### YOUR OBJECTIVE
The output should be every line below that includes the word "move".

### SOURCE DATA
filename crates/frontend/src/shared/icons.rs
use leptos::prelude::*;

pub fn icon(name: &str) -> AnyView {
    match name {
        "sales" => view! {
            <svg width="20" height="20" viewBox="0 0 24 24" fill="none" stroke="currentColor" stroke-width="2" stroke-linecap="round" stroke-linejoin="round" aria-hidden="true">
                <line x1="12" y1="1" x2="12" y2="23"/>
                <path d="M17 5H9.5a3.5 3.5 0 0 0 0 7h5a3.5 3.5 0 0 1 0 7H6"/>
            </svg>
        }.into_any(),
        "orders" => view! {
            <svg width="20" height="20" viewBox="0 0 24 24" fill="none" stroke="currentColor" stroke-width="2" stroke-linecap="round" stroke-linejoin="round" aria-hidden="true">
                <path d="M21 16V8a2 2 0 0 0-1-1.73l-7-4a2 2 0 0 0-2 0l-7 4A2 2 0 0 0 3 8v8a2 2 0 0 0 1 1.73l7 4a2 2 0 0 0 2 0l7-4A2 2 0 0 0 21 16z"/>
                <path d="M3.27 6.96 12 12l8.73-5.04"/>
                <path d="M12 22V12"/>
            </svg>
        }.into_any(),
        "average" => view! {
            <svg width="20" height="20" viewBox="0 0 24 24" fill="none" stroke="currentColor" stroke-width="2" stroke-linecap="round" stroke-linejoin="round" aria-hidden="true">
                <polyline points="23 6 13.5 15.5 8.5 10.5 1 18"/>
                <polyline points="17 6 23 6 23 12"/>
            </svg>
        }.into_any(),
        "filter" => view! {
            <svg width="16" height="16" viewBox="0 0 24 24" fill="none" stroke="currentColor" stroke-width="2" stroke-linecap="round" stroke-linejoin="round" aria-hidden="true">
                <polygon points="22 3 2 3 10 12.46 10 19 14 21 14 12.46 22 3"/>
            </svg>
        }.into_any(),
        _ => view! {
            <svg width="20" height="20" viewBox="0 0 24 24" fill="none" stroke="currentColor" stroke-width="2" stroke-linecap="round" stroke-linejoin="round" aria-hidden="true">
                <circle cx="12" cy="12" r="10"/>
            </svg>
        }.into_any(),
    }
}

/// Icon for a dashboard metric id
pub fn metric_icon_name(metric_id: &str) -> &'static str {
    match metric_id {
        "total_sales" => "sales",
        "total_orders" => "orders",
        "avg_sales" => "average",
        _ => "",
    }
}
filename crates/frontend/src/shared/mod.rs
pub mod api_utils;
pub mod components;
pub mod icons;
pub mod number_format;
pub mod page_frame;
pub mod page_standard;
pub mod request_generation;
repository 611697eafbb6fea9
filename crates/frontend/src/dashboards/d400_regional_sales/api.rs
use crate::shared::api_utils::api_url;
use contracts::dashboards::d400_regional_sales::{
    RegionalSalesOptions, RegionalSalesRequest, RegionalSalesView,
};
use gloo_net::http::{Request, Response};
use serde::de::DeserializeOwned;

const API_BASE: &str = "/api/d400";

/// Получить список регионов и выбор по умолчанию
pub async fn get_options() -> Result<RegionalSalesOptions, String> {
    let url = api_url(&format!("{}/options", API_BASE));

    let response = Request::get(&url)
        .send()
        .await
        .map_err(|e| format!("Request failed: {}", e))?;

    parse_response(response).await
}

/// Получить данные дашборда для выбранных регионов
pub async fn get_regional_sales(regions: Vec<String>) -> Result<RegionalSalesView, String> {
    let url = api_url(&format!("{}/regional_sales", API_BASE));
    let body = RegionalSalesRequest { regions };

    let response = Request::post(&url)
        .json(&body)
        .map_err(|e| format!("Failed to serialize request: {}", e))?
        .send()
        .await
        .map_err(|e| format!("Request failed: {}", e))?;

    parse_response(response).await
}

async fn parse_response<T: DeserializeOwned>(response: Response) -> Result<T, String> {
    if !response.ok() {
        let status = response.status();
        let message = response.text().await.unwrap_or_default();
        return Err(if message.is_empty() {
            format!("HTTP error: {}", status)
        } else {
            format!("HTTP error: {} ({})", status, message)
        });
    }

    let text = response
        .text()
        .await
        .map_err(|e| format!("Failed to read response: {}", e))?;

    serde_json::from_str::<T>(&text).map_err(|e| format!("Failed to parse response: {}", e))
}
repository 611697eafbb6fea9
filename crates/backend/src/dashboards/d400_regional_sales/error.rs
use thiserror::Error;

#[derive(Debug, Error, PartialEq, Eq)]
pub enum SelectionError {
    #[error("unknown region: {0:?}")]
    UnknownRegion(String),
}
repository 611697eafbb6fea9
//! PageFrame: root wrapper of a page.
//!
//! Puts `id="{entity}--{category}"` and `data-page-category` on the root
//! element so a page can be found from the DOM inspector.

use super::page_standard::PageCategory;
use leptos::prelude::*;

#[component]
pub fn PageFrame(
    /// HTML id, e.g. `"d400_regional_sales--dashboard"`
    page_id: &'static str,
    category: PageCategory,
    /// Extra CSS classes after the category class
    #[prop(optional)]
    class: &'static str,
    children: Children,
) -> impl IntoView {
    let root_class = match class {
        "" => category.root_class().to_string(),
        extra => format!("{} {}", category.root_class(), extra),
    };

    view! {
        <div id=page_id class=root_class data-page-category=category.as_str()>
            {children()}
        </div>
    }
}
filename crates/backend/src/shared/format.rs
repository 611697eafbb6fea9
use contracts::shared::number_format::{format_grouped, group_thousands};

/// Formats a count with dots as thousands separators
///
/// ```ignore
/// assert_eq!(format_number(1234567), "1.234.567");
/// assert_eq!(format_number(42), "42");
/// ```
pub fn format_number(n: usize) -> String {
    group_thousands(&n.to_string(), '.')
}

/// Formats a decimal with a space as thousands separator and a fixed number of decimals
///
/// `format_decimal(1234.5, 2)` → `"1 234.50"`
pub fn format_decimal(value: f64, decimals: usize) -> String {
    format_grouped(value, decimals, ' ')
}

/// Sales amounts: whole numbers without decimals, everything else with 2
pub fn format_amount(value: f64) -> String {
    if value.fract() == 0.0 {
        format_decimal(value, 0)
    } else {
        format_decimal(value, 2)
    }
}

#[cfg(test)]
mod tests {
    use super::*;

    #[test]
    fn test_format_number() {
        assert_eq!(format_number(0), "0");
        assert_eq!(format_number(42), "42");
        assert_eq!(format_number(999), "999");
        assert_eq!(format_number(1000), "1.000");
        assert_eq!(format_number(1234567), "1.234.567");
    }

    #[test]
    fn test_format_decimal() {
        assert_eq!(format_decimal(150.0, 2), "150.00");
        assert_eq!(format_decimal(1234.567, 2), "1 234.57");
        assert_eq!(format_decimal(1234567.0, 0), "1 234 567");
        assert_eq!(format_decimal(-1234.5, 1), "-1 234.5");
        assert_eq!(format_decimal(0.0, 0), "0");
    }

    #[test]
    fn test_format_amount() {
        assert_eq!(format_amount(750.0), "750");
        assert_eq!(format_amount(12500.0), "12 500");
        assert_eq!(format_amount(100.5), "100.50");
    }
}
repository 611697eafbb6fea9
use serde::{Deserialize, Serialize};
use std::fmt;

/// Sales territory
#[derive(Debug, Clone, Copy, PartialEq, Eq, Hash, Serialize, Deserialize)]
pub enum Region {
    North,
    South,
    East,
}

impl Region {
    /// Wire code, identical to the label shown in the UI
    pub fn code(&self) -> &'static str {
        match self {
            Region::North => "North",
            Region::South => "South",
            Region::East => "East",
        }
    }

    pub fn display_name(&self) -> &'static str {
        self.code()
    }

    /// All known regions
    pub fn all() -> Vec<Region> {
        vec![Region::North, Region::South, Region::East]
    }

    /// Parse from a wire code
    pub fn from_code(code: &str) -> Option<Self> {
        match code {
            "North" => Some(Region::North),
            "South" => Some(Region::South),
            "East" => Some(Region::East),
            _ => None,
        }
    }
}

impl fmt::Display for Region {
    fn fmt(&self, f: &mut fmt::Formatter<'_>) -> fmt::Result {
        f.write_str(self.code())
    }
}

#[cfg(test)]
mod tests {
    use super::*;

    #[test]
    fn test_code_roundtrip() {
        for region in Region::all() {
            assert_eq!(Region::from_code(region.code()), Some(region));
        }
        assert_eq!(Region::from_code("West"), None);
        assert_eq!(Region::from_code("north"), None);
    }

    #[test]
    fn test_serializes_as_code() {
        let json = serde_json::to_string(&Region::South).unwrap();
        assert_eq!(json, "\"South\"");
    }
}
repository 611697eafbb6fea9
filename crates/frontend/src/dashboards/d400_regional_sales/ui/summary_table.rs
use crate::shared::number_format::{format_money, format_number_int};
use contracts::dashboards::d400_regional_sales::RegionSummaryRow;
use leptos::prelude::*;

/// "Summary by Region" table
#[component]
pub fn SummaryTable(rows: Vec<RegionSummaryRow>) -> impl IntoView {
    if rows.is_empty() {
        return view! {
            <div class="d400-empty">"No regions selected"</div>
        }
        .into_any();
    }

    view! {
        <table class="table d400-summary">
            <thead>
                <tr>
                    <th class="table__cell--index"></th>
                    <th>"Region"</th>
                    <th class="table__cell--number">"Total_Sales"</th>
                    <th class="table__cell--number">"Avg_Sales"</th>
                    <th class="table__cell--number">"Orders"</th>
                </tr>
            </thead>
            <tbody>
                {rows.into_iter().map(|row| view! {
                    <tr>
                        <td class="table__cell--index">{row.index}</td>
                        <td>{row.region.display_name()}</td>
                        <td class="table__cell--number">{format_money(row.total_sales)}</td>
                        <td class="table__cell--number">{format_money(row.avg_sales)}</td>
                        <td class="table__cell--number">{format_number_int(row.orders as f64)}</td>
                    </tr>
                }).collect_view()}
            </tbody>
        </table>
    }
    .into_any()
}
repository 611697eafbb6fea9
use std::sync::Arc;

use crate::dashboards::d400_regional_sales::DashboardContext;

/// Shared application state handed to every handler via `State`
#[derive(Clone)]
pub struct AppState {
    pub dashboard: Arc<DashboardContext>,
}

impl AppState {
    pub fn new(dashboard: DashboardContext) -> Self {
        Self {
            dashboard: Arc::new(dashboard),
        }
    }
}
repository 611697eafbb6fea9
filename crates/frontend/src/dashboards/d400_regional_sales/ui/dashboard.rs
use super::region_filter::RegionFilter;
use super::summary_table::SummaryTable;
use crate::dashboards::d400_regional_sales::api;
use crate::shared::components::charts::{BarChartView, ScatterChartView};
use crate::shared::components::stat_card::StatCard;
use crate::shared::icons::metric_icon_name;
use crate::shared::page_frame::PageFrame;
use crate::shared::page_standard::PageCategory;
use crate::shared::request_generation::RequestGeneration;
use contracts::dashboards::d400_regional_sales::{
    MetricCard, RegionalSalesOptions, RegionalSalesView,
};
use contracts::enums::Region;
use leptos::prelude::*;
use leptos::task::spawn_local;
use std::collections::HashSet;

const DEFAULT_TITLE: &str = "📊 Regional Sales & Orders Dashboard";

/// Regional Sales Dashboard component
///
/// Every change of the region selection issues exactly one render request;
/// responses to superseded requests are dropped.
#[component]
pub fn RegionalSalesDashboard() -> impl IntoView {
    let options = RwSignal::new(None::<RegionalSalesOptions>);
    let selected: RwSignal<HashSet<String>> = RwSignal::new(HashSet::new());

    // Data state
    let data = RwSignal::new(None::<RegionalSalesView>);
    let loading = RwSignal::new(false);
    let error_msg = RwSignal::new(None::<String>);
    let generation = StoredValue::new(RequestGeneration::default());

    // Load filter options on mount; the default selection is all regions
    spawn_local(async move {
        match api::get_options().await {
            Ok(opts) => {
                selected.set(
                    opts.default_selection
                        .iter()
                        .map(|r| r.code().to_string())
                        .collect(),
                );
                options.set(Some(opts));
            }
            Err(e) => {
                log::error!("Failed to load D400 options: {}", e);
                error_msg.set(Some(e));
            }
        }
    });

    // Re-render when the selection changes
    Effect::new(move |_| {
        let Some(opts) = options.get() else {
            return;
        };
        let regions = selected_codes(&opts.regions, &selected.get());

        let mut next = generation.get_value();
        let request_id = next.issue();
        generation.set_value(next);
        loading.set(true);

        spawn_local(async move {
            let result = api::get_regional_sales(regions).await;
            if !generation.with_value(|g| g.is_current(request_id)) {
                log::debug!("D400: dropping stale response #{}", request_id);
                return;
            }

            match result {
                Ok(response) => {
                    data.set(Some(response));
                    error_msg.set(None);
                }
                Err(e) => {
                    log::error!("Failed to load D400 dashboard: {}", e);
                    error_msg.set(Some(e));
                }
            }
            loading.set(false);
        });
    });

    let region_options = Signal::derive(move || {
        options
            .get()
            .map(|o| o.regions)
            .unwrap_or_default()
    });
    let title = move || {
        options
            .get()
            .map(|o| o.title)
            .unwrap_or_else(|| DEFAULT_TITLE.to_string())
    };

    view! {
        <PageFrame page_id="d400_regional_sales--dashboard" category=PageCategory::Dashboard>
            <div class="d400-layout">
                <RegionFilter options=region_options selected=selected />

                <main class="d400-main">
                    <div class="page__header">
                        <h2 class="page__title">{title}</h2>
                        {move || loading.get().then(|| view! {
                            <span class="d400-loading">"Loading..."</span>
                        })}
                    </div>

                    {move || error_msg.get().map(|msg| view! {
                        <div class="alert alert--error">
                            <strong>"⚠ Error: "</strong>
                            {msg}
                        </div>
                    })}

                    <div class="page__content">
                        {move || data.get().map(|data| view! { <DashboardBody data=data /> })}
                    </div>
                </main>
            </div>
        </PageFrame>
    }
}

/// Metrics, summary table and charts of one view model
#[component]
fn DashboardBody(data: RegionalSalesView) -> impl IntoView {
    let empty_note = data.is_empty().then(|| {
        view! {
            <div class="d400-empty">"Select at least one region to see data."</div>
        }
    });

    view! {
        {empty_note}

        <div class="d400-metrics">
            {data.metrics.into_iter().map(|metric| {
                let muted = metric.value.is_none();
                let subtitle = metric_subtitle(&metric);
                view! {
                    <StatCard
                        label=metric.label
                        icon_name=metric_icon_name(&metric.id)
                        value=metric.display
                        muted=muted
                        subtitle=subtitle
                    />
                }
            }).collect_view()}
        </div>

        <section class="d400-section">
            <h3 class="d400-section__title">"📋 Summary by Region"</h3>
            <SummaryTable rows=data.summary />
        </section>

        <div class="d400-charts">
            <section class="d400-section">
                <h3 class="d400-section__title">{data.sales_chart.title.clone()}</h3>
                <BarChartView chart=data.sales_chart />
            </section>
            <section class="d400-section">
                <h3 class="d400-section__title">{data.orders_chart.title.clone()}</h3>
                <BarChartView chart=data.orders_chart />
            </section>
        </div>

        <section class="d400-section">
            <h3 class="d400-section__title">{data.scatter.title.clone()}</h3>
            <ScatterChartView chart=data.scatter />
        </section>
    }
}

/// Note under a metric whose value is undefined for the selection
pub fn metric_subtitle(metric: &MetricCard) -> Option<String> {
    metric
        .value
        .is_none()
        .then(|| "No regions selected".to_string())
}

/// Selected codes in option order; codes outside the options are ignored
pub fn selected_codes(options: &[Region], selected: &HashSet<String>) -> Vec<String> {
    options
        .iter()
        .map(|r| r.code().to_string())
        .filter(|code| selected.contains(code))
        .collect()
}

#[cfg(test)]
mod tests {
    use super::*;

    #[test]
    fn test_selected_codes_follow_option_order() {
        let options = vec![Region::North, Region::South, Region::East];
        let selected: HashSet<String> = ["East", "North"].iter().map(|s| s.to_string()).collect();
        assert_eq!(selected_codes(&options, &selected), vec!["North", "East"]);
    }

    fn metric(value: Option<f64>, display: &str) -> MetricCard {
        MetricCard {
            id: "avg_sales".into(),
            label: "📈 Avg Sales".into(),
            value,
            display: display.into(),
        }
    }

    #[test]
    fn test_metric_subtitle_only_for_undefined_values() {
        assert_eq!(
            metric_subtitle(&metric(None, "—")),
            Some("No regions selected".to_string())
        );
        assert_eq!(metric_subtitle(&metric(Some(150.0), "150.00")), None);
    }

    #[test]
    fn test_selected_codes_empty() {
        let options = vec![Region::North];
        assert!(selected_codes(&options, &HashSet::new()).is_empty());

        let stray: HashSet<String> = ["West".to_string()].into_iter().collect();
        assert!(selected_codes(&options, &stray).is_empty());
    }
}
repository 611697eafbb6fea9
pub mod middleware;
pub mod tracing;
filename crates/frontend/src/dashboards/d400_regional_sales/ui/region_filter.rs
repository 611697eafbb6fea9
use crate::shared::icons::icon;
use contracts::enums::Region;
use leptos::prelude::*;
use std::collections::HashSet;
use thaw::*;

/// Sidebar multi-select of regions
#[component]
pub fn RegionFilter(
    /// Available regions, in dataset order
    #[prop(into)]
    options: Signal<Vec<Region>>,
    /// Selected region codes
    selected: RwSignal<HashSet<String>>,
) -> impl IntoView {
    let select_all = move |_| {
        selected.set(
            options
                .get()
                .iter()
                .map(|r| r.code().to_string())
                .collect(),
        );
    };
    let clear = move |_| selected.set(HashSet::new());

    view! {
        <aside class="d400-sidebar">
            <div class="d400-sidebar__header">
                {icon("filter")}
                <span>"Filter Options"</span>
            </div>

            <div class="d400-sidebar__label">"Select Region(s)"</div>
            <CheckboxGroup value=selected>
                <div class="d400-sidebar__options">
                    {move || options.get().into_iter().map(|region| {
                        view! {
                            <Checkbox
                                value=region.code().to_string()
                                label=region.display_name().to_string()
                            />
                        }
                    }).collect_view()}
                </div>
            </CheckboxGroup>

            <div class="d400-sidebar__actions">
                <button class="d400-sidebar__action" on:click=select_all>"All"</button>
                <button class="d400-sidebar__action" on:click=clear>"None"</button>
            </div>
        </aside>
    }
}
use crate::dashboards::RegionalSalesDashboard;
use leptos::prelude::*;

#[component]
pub fn App() -> impl IntoView {
    view! {
        <RegionalSalesDashboard />
    }
}
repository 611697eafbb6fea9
use super::legend::ChartLegend;
use super::scale::{ticks, zero_based_domain, LinearScale};
use crate::shared::number_format::format_tick;
use contracts::dashboards::d400_regional_sales::{BarChart, LegendEntry};
use leptos::prelude::*;

const WIDTH: f64 = 480.0;
const HEIGHT: f64 = 320.0;
const MARGIN_LEFT: f64 = 56.0;
const MARGIN_RIGHT: f64 = 16.0;
const MARGIN_TOP: f64 = 16.0;
const MARGIN_BOTTOM: f64 = 44.0;
const TICK_TARGET: usize = 5;
/// Share of a category band covered by its bar
const BAR_FILL: f64 = 0.6;
/// Annotation font size in a segment tall enough for it
const LABEL_FONT_SIZE: f64 = 12.0;
/// Thin segments shrink their annotation down to this size
const MIN_LABEL_FONT_SIZE: f64 = 7.0;

/// One stacked rectangle in pixel space
#[derive(Debug, Clone, PartialEq)]
pub struct BarRect {
    pub x: f64,
    pub y: f64,
    pub width: f64,
    pub height: f64,
    pub color: String,
    pub label: String,
    pub label_font_size: f64,
    pub title: String,
}

#[derive(Debug, Clone, PartialEq)]
pub struct BarLayout {
    pub rects: Vec<BarRect>,
    /// (pixel y, label)
    pub y_ticks: Vec<(f64, String)>,
    /// (pixel x of band centre, label)
    pub x_labels: Vec<(f64, String)>,
}

/// Pixel geometry of a stacked bar chart
pub fn layout(chart: &BarChart) -> BarLayout {
    let plot_width = WIDTH - MARGIN_LEFT - MARGIN_RIGHT;
    let plot_bottom = HEIGHT - MARGIN_BOTTOM;

    let max_total = chart
        .categories
        .iter()
        .map(|c| c.total)
        .fold(0.0_f64, f64::max);
    let domain = zero_based_domain(max_total, TICK_TARGET);
    let y = LinearScale::new(domain, (plot_bottom, MARGIN_TOP));

    let band = if chart.categories.is_empty() {
        plot_width
    } else {
        plot_width / chart.categories.len() as f64
    };
    let bar_width = band * BAR_FILL;

    let mut rects = Vec::new();
    let mut x_labels = Vec::new();

    for (i, category) in chart.categories.iter().enumerate() {
        let centre = MARGIN_LEFT + band * (i as f64 + 0.5);
        x_labels.push((centre, category.region.display_name().to_string()));

        let mut base = 0.0;
        for segment in &category.segments {
            let top = y.map(base + segment.value);
            let height = y.length(segment.value);
            rects.push(BarRect {
                x: centre - bar_width / 2.0,
                y: top,
                width: bar_width,
                height,
                color: category.color.clone(),
                label: segment.label.clone(),
                label_font_size: label_font_size(height),
                title: format!(
                    "{}={}\n{}={}",
                    chart.x_label, category.region, chart.y_label, segment.label
                ),
            });
            base += segment.value;
        }
    }

    let y_ticks = ticks(domain, TICK_TARGET)
        .into_iter()
        .map(|v| (y.map(v), format_tick(v)))
        .collect();

    BarLayout {
        rects,
        y_ticks,
        x_labels,
    }
}

/// Every segment is annotated; the text shrinks to fit thin segments
fn label_font_size(segment_height: f64) -> f64 {
    (segment_height * 0.8).clamp(MIN_LABEL_FONT_SIZE, LABEL_FONT_SIZE)
}

/// Stacked bar chart: one bar per region, one annotated segment per record
#[component]
pub fn BarChartView(chart: BarChart) -> impl IntoView {
    let geometry = layout(&chart);
    let legend: Vec<LegendEntry> = chart
        .categories
        .iter()
        .map(|c| LegendEntry {
            region: c.region,
            color: c.color.clone(),
        })
        .collect();
    let plot_bottom = HEIGHT - MARGIN_BOTTOM;

    view! {
        <div class="chart">
            <svg
                class="chart__svg"
                viewBox=format!("0 0 {} {}", WIDTH, HEIGHT)
                preserveAspectRatio="xMidYMid meet"
            >
                {geometry.y_ticks.into_iter().map(|(ty, label)| view! {
                    <g class="chart__tick">
                        <line
                            x1=MARGIN_LEFT.to_string()
                            x2=(WIDTH - MARGIN_RIGHT).to_string()
                            y1=ty.to_string()
                            y2=ty.to_string()
                            class="chart__gridline"
                        />
                        <text
                            x=(MARGIN_LEFT - 6.0).to_string()
                            y=ty.to_string()
                            text-anchor="end"
                            dominant-baseline="middle"
                            class="chart__tick-label"
                        >
                            {label}
                        </text>
                    </g>
                }).collect_view()}

                {geometry.rects.into_iter().map(|rect| {
                    let label_x = rect.x + rect.width / 2.0;
                    let label_y = rect.y + rect.height / 2.0;
                    view! {
                        <g class="chart__bar">
                            <rect
                                x=rect.x.to_string()
                                y=rect.y.to_string()
                                width=rect.width.to_string()
                                height=rect.height.to_string()
                                fill=rect.color
                                stroke="#ffffff"
                                stroke-width="1"
                            >
                                <title>{rect.title}</title>
                            </rect>
                            <text
                                x=label_x.to_string()
                                y=label_y.to_string()
                                font-size=rect.label_font_size.to_string()
                                text-anchor="middle"
                                dominant-baseline="middle"
                                class="chart__bar-label"
                            >
                                {rect.label}
                            </text>
                        </g>
                    }
                }).collect_view()}

                <line
                    x1=MARGIN_LEFT.to_string()
                    x2=(WIDTH - MARGIN_RIGHT).to_string()
                    y1=plot_bottom.to_string()
                    y2=plot_bottom.to_string()
                    class="chart__axis"
                />
                {geometry.x_labels.into_iter().map(|(lx, label)| view! {
                    <text
                        x=lx.to_string()
                        y=(plot_bottom + 16.0).to_string()
                        text-anchor="middle"
                        class="chart__tick-label"
                    >
                        {label}
                    </text>
                }).collect_view()}
                <text
                    x=(MARGIN_LEFT + (WIDTH - MARGIN_LEFT - MARGIN_RIGHT) / 2.0).to_string()
                    y=(HEIGHT - 6.0).to_string()
                    text-anchor="middle"
                    class="chart__axis-title"
                >
                    {chart.x_label.clone()}
                </text>
                <text
                    x="14"
                    y=(MARGIN_TOP + (plot_bottom - MARGIN_TOP) / 2.0).to_string()
                    text-anchor="middle"
                    transform=format!(
                        "rotate(-90 14 {})",
                        MARGIN_TOP + (plot_bottom - MARGIN_TOP) / 2.0
                    )
                    class="chart__axis-title"
                >
                    {chart.y_label.clone()}
                </text>
            </svg>
            <ChartLegend entries=legend />
        </div>
    }
}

### RESPONSE AREA
    spawn_local(async move {
    Effect::new(move |_| {
        spawn_local(async move {
    let region_options = Signal::derive(move || {
    let title = move || {
                        {move || loading.get().then(|| view! {
                    {move || error_msg.get().map(|msg| view! {
                        {move || data.get().map(|data| view! { <DashboardBody data=data /> })}
    let select_all = move |_| {
    let clear = move |_| selected.set(HashSet::new());
                    {move || options.get().into_iter().map(|region| {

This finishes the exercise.